Required work –
Print all the records below, word for word and in full.

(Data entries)

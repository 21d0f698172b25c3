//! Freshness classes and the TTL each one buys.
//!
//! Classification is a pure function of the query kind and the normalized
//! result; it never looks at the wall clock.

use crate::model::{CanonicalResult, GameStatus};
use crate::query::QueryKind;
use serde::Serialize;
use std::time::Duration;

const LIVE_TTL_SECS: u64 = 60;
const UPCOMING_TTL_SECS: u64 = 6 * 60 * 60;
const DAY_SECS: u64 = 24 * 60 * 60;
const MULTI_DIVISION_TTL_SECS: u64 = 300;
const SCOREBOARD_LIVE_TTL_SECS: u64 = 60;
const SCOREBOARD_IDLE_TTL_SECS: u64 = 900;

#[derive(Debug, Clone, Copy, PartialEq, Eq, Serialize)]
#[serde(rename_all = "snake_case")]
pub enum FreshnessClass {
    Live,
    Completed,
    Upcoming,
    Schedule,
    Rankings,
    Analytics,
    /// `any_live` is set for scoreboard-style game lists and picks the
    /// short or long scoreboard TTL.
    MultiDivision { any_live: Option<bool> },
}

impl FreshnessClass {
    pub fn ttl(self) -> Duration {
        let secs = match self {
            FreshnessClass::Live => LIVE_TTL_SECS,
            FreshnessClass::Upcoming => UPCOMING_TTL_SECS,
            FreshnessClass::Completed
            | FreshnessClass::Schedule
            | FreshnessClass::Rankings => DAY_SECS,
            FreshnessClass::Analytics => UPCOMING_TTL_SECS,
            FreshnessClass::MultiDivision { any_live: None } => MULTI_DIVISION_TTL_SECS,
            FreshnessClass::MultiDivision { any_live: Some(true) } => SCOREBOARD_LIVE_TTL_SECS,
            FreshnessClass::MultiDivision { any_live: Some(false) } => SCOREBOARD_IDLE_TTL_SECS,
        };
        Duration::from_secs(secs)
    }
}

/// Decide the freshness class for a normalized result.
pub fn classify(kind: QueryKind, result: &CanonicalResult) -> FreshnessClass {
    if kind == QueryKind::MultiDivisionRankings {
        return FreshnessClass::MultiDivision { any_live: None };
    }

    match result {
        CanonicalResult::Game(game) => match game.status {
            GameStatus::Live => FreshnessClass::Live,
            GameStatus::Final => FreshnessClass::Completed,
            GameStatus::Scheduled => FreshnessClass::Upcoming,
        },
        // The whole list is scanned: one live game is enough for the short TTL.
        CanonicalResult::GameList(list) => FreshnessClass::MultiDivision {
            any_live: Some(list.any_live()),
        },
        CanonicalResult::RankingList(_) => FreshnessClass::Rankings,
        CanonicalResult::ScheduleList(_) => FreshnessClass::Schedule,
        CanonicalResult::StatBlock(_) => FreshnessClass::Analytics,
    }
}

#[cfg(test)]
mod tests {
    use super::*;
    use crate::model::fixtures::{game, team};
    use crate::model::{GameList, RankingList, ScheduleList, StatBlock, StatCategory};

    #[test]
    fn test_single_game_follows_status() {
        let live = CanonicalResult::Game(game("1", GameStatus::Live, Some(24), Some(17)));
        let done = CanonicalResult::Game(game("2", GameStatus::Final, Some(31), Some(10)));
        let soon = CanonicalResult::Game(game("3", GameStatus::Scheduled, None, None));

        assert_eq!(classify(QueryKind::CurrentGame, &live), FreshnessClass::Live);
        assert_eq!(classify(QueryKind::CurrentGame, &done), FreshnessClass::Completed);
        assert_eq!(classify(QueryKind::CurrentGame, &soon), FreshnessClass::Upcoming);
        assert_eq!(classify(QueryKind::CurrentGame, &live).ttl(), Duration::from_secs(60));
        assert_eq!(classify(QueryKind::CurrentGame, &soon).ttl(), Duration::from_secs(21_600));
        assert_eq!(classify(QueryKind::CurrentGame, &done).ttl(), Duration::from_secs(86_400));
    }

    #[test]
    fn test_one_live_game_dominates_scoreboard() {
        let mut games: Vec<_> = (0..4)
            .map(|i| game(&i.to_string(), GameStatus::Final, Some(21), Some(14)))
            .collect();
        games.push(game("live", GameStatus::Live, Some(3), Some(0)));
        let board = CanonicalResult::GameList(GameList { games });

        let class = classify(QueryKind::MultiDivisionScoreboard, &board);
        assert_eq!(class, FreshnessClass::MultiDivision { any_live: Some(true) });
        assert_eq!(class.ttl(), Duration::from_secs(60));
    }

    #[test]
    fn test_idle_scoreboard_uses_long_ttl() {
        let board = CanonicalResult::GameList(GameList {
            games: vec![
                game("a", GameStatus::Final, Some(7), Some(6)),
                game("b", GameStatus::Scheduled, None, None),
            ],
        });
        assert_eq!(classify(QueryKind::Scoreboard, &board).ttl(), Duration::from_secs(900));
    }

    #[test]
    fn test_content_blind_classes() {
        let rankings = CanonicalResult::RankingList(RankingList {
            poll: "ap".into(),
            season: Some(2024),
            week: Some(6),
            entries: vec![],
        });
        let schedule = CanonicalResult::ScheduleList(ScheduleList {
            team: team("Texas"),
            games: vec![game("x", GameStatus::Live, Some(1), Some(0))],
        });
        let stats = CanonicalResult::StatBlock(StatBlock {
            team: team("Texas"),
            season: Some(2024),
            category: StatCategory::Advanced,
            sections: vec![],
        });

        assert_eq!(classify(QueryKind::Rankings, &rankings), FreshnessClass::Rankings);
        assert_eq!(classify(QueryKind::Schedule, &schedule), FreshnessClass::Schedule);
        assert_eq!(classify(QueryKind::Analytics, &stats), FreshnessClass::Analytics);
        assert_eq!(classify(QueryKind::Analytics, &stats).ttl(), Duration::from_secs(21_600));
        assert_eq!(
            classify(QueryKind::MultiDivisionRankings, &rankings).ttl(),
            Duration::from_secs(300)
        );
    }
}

Expected output –
repository 21d0f698172b25c3
//! Freshness classes and the TTL each one buys.
//!
//! Classification is a pure function of the query kind and the normalized
//! result; it never looks at the wall clock.

use crate::model::{CanonicalResult, GameStatus};
use crate::query::QueryKind;
use serde::Serialize;
use std::time::Duration;

const LIVE_TTL_SECS: u64 = 60;
const UPCOMING_TTL_SECS: u64 = 6 * 60 * 60;
const DAY_SECS: u64 = 24 * 60 * 60;
const MULTI_DIVISION_TTL_SECS: u64 = 300;
const SCOREBOARD_LIVE_TTL_SECS: u64 = 60;
const SCOREBOARD_IDLE_TTL_SECS: u64 = 900;

#[derive(Debug, Clone, Copy, PartialEq, Eq, Serialize)]
#[serde(rename_all = "snake_case")]
pub enum FreshnessClass {
    Live,
    Completed,
    Upcoming,
    Schedule,
    Rankings,
    Analytics,
    /// `any_live` is set for scoreboard-style game lists and picks the
    /// short or long scoreboard TTL.
    MultiDivision { any_live: Option<bool> },
}

impl FreshnessClass {
    pub fn ttl(self) -> Duration {
        let secs = match self {
            FreshnessClass::Live => LIVE_TTL_SECS,
            FreshnessClass::Upcoming => UPCOMING_TTL_SECS,
            FreshnessClass::Completed
            | FreshnessClass::Schedule
            | FreshnessClass::Rankings => DAY_SECS,
            FreshnessClass::Analytics => UPCOMING_TTL_SECS,
            FreshnessClass::MultiDivision { any_live: None } => MULTI_DIVISION_TTL_SECS,
            FreshnessClass::MultiDivision { any_live: Some(true) } => SCOREBOARD_LIVE_TTL_SECS,
            FreshnessClass::MultiDivision { any_live: Some(false) } => SCOREBOARD_IDLE_TTL_SECS,
        };
        Duration::from_secs(secs)
    }
}

/// Decide the freshness class for a normalized result.
pub fn classify(kind: QueryKind, result: &CanonicalResult) -> FreshnessClass {
    if kind == QueryKind::MultiDivisionRankings {
        return FreshnessClass::MultiDivision { any_live: None };
    }

    match result {
        CanonicalResult::Game(game) => match game.status {
            GameStatus::Live => FreshnessClass::Live,
            GameStatus::Final => FreshnessClass::Completed,
            GameStatus::Scheduled => FreshnessClass::Upcoming,
        },
        // The whole list is scanned: one live game is enough for the short TTL.
        CanonicalResult::GameList(list) => FreshnessClass::MultiDivision {
            any_live: Some(list.any_live()),
        },
        CanonicalResult::RankingList(_) => FreshnessClass::Rankings,
        CanonicalResult::ScheduleList(_) => FreshnessClass::Schedule,
        CanonicalResult::StatBlock(_) => FreshnessClass::Analytics,
    }
}

#[cfg(test)]
mod tests {
    use super::*;
    use crate::model::fixtures::{game, team};
    use crate::model::{GameList, RankingList, ScheduleList, StatBlock, StatCategory};

    #[test]
    fn test_single_game_follows_status() {
        let live = CanonicalResult::Game(game("1", GameStatus::Live, Some(24), Some(17)));
        let done = CanonicalResult::Game(game("2", GameStatus::Final, Some(31), Some(10)));
        let soon = CanonicalResult::Game(game("3", GameStatus::Scheduled, None, None));

        assert_eq!(classify(QueryKind::CurrentGame, &live), FreshnessClass::Live);
        assert_eq!(classify(QueryKind::CurrentGame, &done), FreshnessClass::Completed);
        assert_eq!(classify(QueryKind::CurrentGame, &soon), FreshnessClass::Upcoming);
        assert_eq!(classify(QueryKind::CurrentGame, &live).ttl(), Duration::from_secs(60));
        assert_eq!(classify(QueryKind::CurrentGame, &soon).ttl(), Duration::from_secs(21_600));
        assert_eq!(classify(QueryKind::CurrentGame, &done).ttl(), Duration::from_secs(86_400));
    }

    #[test]
    fn test_one_live_game_dominates_scoreboard() {
        let mut games: Vec<_> = (0..4)
            .map(|i| game(&i.to_string(), GameStatus::Final, Some(21), Some(14)))
            .collect();
        games.push(game("live", GameStatus::Live, Some(3), Some(0)));
        let board = CanonicalResult::GameList(GameList { games });

        let class = classify(QueryKind::MultiDivisionScoreboard, &board);
        assert_eq!(class, FreshnessClass::MultiDivision { any_live: Some(true) });
        assert_eq!(class.ttl(), Duration::from_secs(60));
    }

    #[test]
    fn test_idle_scoreboard_uses_long_ttl() {
        let board = CanonicalResult::GameList(GameList {
            games: vec![
                game("a", GameStatus::Final, Some(7), Some(6)),
                game("b", GameStatus::Scheduled, None, None),
            ],
        });
        assert_eq!(classify(QueryKind::Scoreboard, &board).ttl(), Duration::from_secs(900));
    }

    #[test]
    fn test_content_blind_classes() {
        let rankings = CanonicalResult::RankingList(RankingList {
            poll: "ap".into(),
            season: Some(2024),
            week: Some(6),
            entries: vec![],
        });
        let schedule = CanonicalResult::ScheduleList(ScheduleList {
            team: team("Texas"),
            games: vec![game("x", GameStatus::Live, Some(1), Some(0))],
        });
        let stats = CanonicalResult::StatBlock(StatBlock {
            team: team("Texas"),
            season: Some(2024),
            category: StatCategory::Advanced,
            sections: vec![],
        });

        assert_eq!(classify(QueryKind::Rankings, &rankings), FreshnessClass::Rankings);
        assert_eq!(classify(QueryKind::Schedule, &schedule), FreshnessClass::Schedule);
        assert_eq!(classify(QueryKind::Analytics, &stats), FreshnessClass::Analytics);
        assert_eq!(classify(QueryKind::Analytics, &stats).ttl(), Duration::from_secs(21_600));
        assert_eq!(
            classify(QueryKind::MultiDivisionRankings, &rankings).ttl(),
            Duration::from_secs(300)
        );
    }
}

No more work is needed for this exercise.